* **EXERCISE REQUIREMENTS**:
Retype exactly the lines of the material below, from the one containing "let mut rows: Vec<ObservationRow>" through the last, with both ends kept.
━━━━━━
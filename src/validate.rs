//! Structural validation of input tables per chart type
//!
//! Checks run in a fixed order and fail fast on the first violation:
//! non-empty table, required columns, single-valued identity columns, then
//! chart-specific metric vocabulary. Advisories (non-fatal diagnostics) go
//! through the `log` facade and never halt execution.

use crate::data::{MetricKind, ObservationRow};
use crate::error::ChartError;

/// Maximum number of distinct metric lines an emission-intensity chart
/// stays readable with.
pub const MAX_INTENSITY_LINES: usize = 7;

/// Identity columns that must hold a single value across the whole table,
/// checked wherever present.
const IDENTITY_COLUMNS: [&str; 3] = ["sector", "region", "scenario_source"];

/// The chart type an input table is being validated for.
#[derive(Debug, Clone, Copy, PartialEq, Eq)]
pub enum ChartKind {
    /// Portfolio line against an envelope of scenario bands.
    Trajectory,
    /// Proportionally-stacked technology-mix bars, faceted by year.
    TechMix,
    /// One intensity line per metric.
    EmissionIntensity,
}

impl ChartKind {
    /// Columns the input table must carry for this chart type.
    pub fn required_columns(self) -> &'static [&'static str] {
        match self {
            ChartKind::Trajectory => &["year", "metric_type", "metric", "value", "technology"],
            ChartKind::TechMix => &[
                "sector",
                "region",
                "scenario_source",
                "technology",
                "year",
                "metric",
                "technology_share",
            ],
            ChartKind::EmissionIntensity => &[
                "sector",
                "year",
                "emission_factor_metric",
                "emission_factor_value",
            ],
        }
    }

    /// Names the reference dataset shape the input should match, for the
    /// missing-column error message.
    fn shape_hint(self) -> &'static str {
        match self {
            ChartKind::Trajectory | ChartKind::TechMix => {
                "The input must match the market-share alignment output \
                 (one row per sector, technology, year, region, scenario source and metric)."
            }
            ChartKind::EmissionIntensity => {
                "The input must match the emission-intensity (SDA) output \
                 (one row per sector, year and emission factor metric)."
            }
        }
    }
}

/// Validate an input table against the structural contract of `kind`.
///
/// Returns the first violation found; a table that passes is safe to hand to
/// the matching `prepare_*` function.
pub fn validate(rows: &[ObservationRow], kind: ChartKind) -> Result<(), ChartError> {
    if rows.is_empty() {
        return Err(ChartError::EmptyInput);
    }

    let missing: Vec<String> = kind
        .required_columns()
        .iter()
        .filter(|column| !rows.iter().all(|row| row.has_column(column)))
        .map(|column| column.to_string())
        .collect();
    if !missing.is_empty() {
        return Err(ChartError::MissingColumns {
            columns: missing,
            hint: kind.shape_hint().to_string(),
        });
    }

    for column in IDENTITY_COLUMNS {
        if !rows.iter().all(|row| row.has_column(column)) {
            continue;
        }
        let values = distinct_text(rows, column);
        if values.len() > 1 {
            return Err(ChartError::MultipleValues {
                column: column.to_string(),
                values,
            });
        }
    }

    match kind {
        ChartKind::TechMix => {
            let scenarios: Vec<String> = distinct_text(rows, "metric")
                .into_iter()
                .filter(|metric| MetricKind::of_metric(metric) == MetricKind::Scenario)
                .collect();
            match scenarios.len() {
                0 => return Err(ChartError::NoScenario),
                1 => {}
                _ => return Err(ChartError::MultipleScenarios { values: scenarios }),
            }
        }
        ChartKind::EmissionIntensity => {
            let lines = distinct_text(rows, "emission_factor_metric").len();
            if lines > MAX_INTENSITY_LINES {
                return Err(ChartError::TooManyLines {
                    found: lines,
                    max: MAX_INTENSITY_LINES,
                });
            }
        }
        ChartKind::Trajectory => {}
    }

    Ok(())
}

/// Distinct values of a text column in first-seen order.
fn distinct_text(rows: &[ObservationRow], column: &str) -> Vec<String> {
    let mut values: Vec<String> = Vec::new();
    for row in rows {
        if let Some(text) = row.text_column(column) {
            if !values.iter().any(|v| v == text) {
                values.push(text.to_string());
            }
        }
    }
    values
}

#[cfg(test)]
mod tests {
    use super::*;

    fn techmix_row(metric: &str, year: i32, technology: &str, share: f64) -> ObservationRow {
        ObservationRow {
            sector: Some("power".to_string()),
            region: Some("global".to_string()),
            scenario_source: Some("weo_2023".to_string()),
            technology: Some(technology.to_string()),
            year: Some(year),
            metric: Some(metric.to_string()),
            technology_share: Some(share),
            ..Default::default()
        }
    }

    fn intensity_row(metric: &str, year: i32, value: f64) -> ObservationRow {
        ObservationRow {
            sector: Some("cement".to_string()),
            year: Some(year),
            emission_factor_metric: Some(metric.to_string()),
            emission_factor_value: Some(value),
            ..Default::default()
        }
    }

    #[test]
    fn test_empty_input_fails_first() {
        // Must be EmptyInput, not a missing-column or index error
        assert_eq!(
            validate(&[], ChartKind::TechMix),
            Err(ChartError::EmptyInput)
        );
        assert_eq!(
            validate(&[], ChartKind::Trajectory),
            Err(ChartError::EmptyInput)
        );
        assert_eq!(
            validate(&[], ChartKind::EmissionIntensity),
            Err(ChartError::EmptyInput)
        );
    }

    #[test]
    fn test_missing_column_named_exactly() {
        let mut row = techmix_row("projected", 2025, "renewablescap", 0.3);
        row.technology_share = None;
        match validate(&[row], ChartKind::TechMix) {
            Err(ChartError::MissingColumns { columns, .. }) => {
                assert_eq!(columns, vec!["technology_share".to_string()]);
            }
            other => panic!("expected MissingColumns, got {:?}", other),
        }
    }

    #[test]
    fn test_multiple_values_in_identity_column() {
        let mut rows = vec![
            techmix_row("projected", 2025, "renewablescap", 0.3),
            techmix_row("target_sds", 2025, "renewablescap", 0.4),
        ];
        rows[1].region = Some("europe".to_string());
        match validate(&rows, ChartKind::TechMix) {
            Err(ChartError::MultipleValues { column, values }) => {
                assert_eq!(column, "region");
                assert_eq!(values, vec!["global".to_string(), "europe".to_string()]);
            }
            other => panic!("expected MultipleValues, got {:?}", other),
        }
    }

    #[test]
    fn test_techmix_requires_exactly_one_scenario() {
        let no_scenario = vec![
            techmix_row("projected", 2025, "renewablescap", 0.3),
            techmix_row("corporate_economy", 2025, "renewablescap", 0.35),
        ];
        assert_eq!(
            validate(&no_scenario, ChartKind::TechMix),
            Err(ChartError::NoScenario)
        );

        let two_scenarios = vec![
            techmix_row("projected", 2025, "renewablescap", 0.3),
            techmix_row("target_sds", 2025, "renewablescap", 0.4),
            techmix_row("target_cps", 2025, "renewablescap", 0.35),
        ];
        match validate(&two_scenarios, ChartKind::TechMix) {
            Err(ChartError::MultipleScenarios { values }) => {
                assert_eq!(
                    values,
                    vec!["target_sds".to_string(), "target_cps".to_string()]
                );
            }
            other => panic!("expected MultipleScenarios, got {:?}", other),
        }
    }

    #[test]
    fn test_multiple_scenarios_message_suggests_filter() {
        let err = ChartError::MultipleScenarios {
            values: vec!["target_sds".to_string(), "target_cps".to_string()],
        };
        let message = err.to_string();
        assert!(message.contains("target_sds, target_cps"));
        assert!(message.contains("drop rows where metric == \"target_cps\""));
    }

    #[test]
    fn test_emission_intensity_line_cap() {
        let mut rows: Vec<ObservationRow> = (0..MAX_INTENSITY_LINES)
            .map(|i| intensity_row(&format!("metric_{i}"), 2025, 1.0))
            .collect();
        assert_eq!(validate(&rows, ChartKind::EmissionIntensity), Ok(()));

        rows.push(intensity_row("metric_7", 2025, 1.0));
        assert_eq!(
            validate(&rows, ChartKind::EmissionIntensity),
            Err(ChartError::TooManyLines { found: 8, max: 7 })
        );
    }

    #[test]
    fn test_valid_techmix_passes() {
        let rows = vec![
            techmix_row("projected", 2025, "renewablescap", 0.3),
            techmix_row("corporate_economy", 2025, "renewablescap", 0.35),
            techmix_row("target_sds", 2025, "renewablescap", 0.45),
        ];
        assert_eq!(validate(&rows, ChartKind::TechMix), Ok(()));
    }
}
━━━━━━
* **PROBLEM SOLUTION**:
        let mut rows: Vec<ObservationRow> = (0..MAX_INTENSITY_LINES)
            .map(|i| intensity_row(&format!("metric_{i}"), 2025, 1.0))
            .collect();
        assert_eq!(validate(&rows, ChartKind::EmissionIntensity), Ok(()));

        rows.push(intensity_row("metric_7", 2025, 1.0));
        assert_eq!(
            validate(&rows, ChartKind::EmissionIntensity),
            Err(ChartError::TooManyLines { found: 8, max: 7 })
        );
    }

    #[test]
    fn test_valid_techmix_passes() {
        let rows = vec![
            techmix_row("projected", 2025, "renewablescap", 0.3),
            techmix_row("corporate_economy", 2025, "renewablescap", 0.35),
            techmix_row("target_sds", 2025, "renewablescap", 0.45),
        ];
        assert_eq!(validate(&rows, ChartKind::TechMix), Ok(()));
    }
}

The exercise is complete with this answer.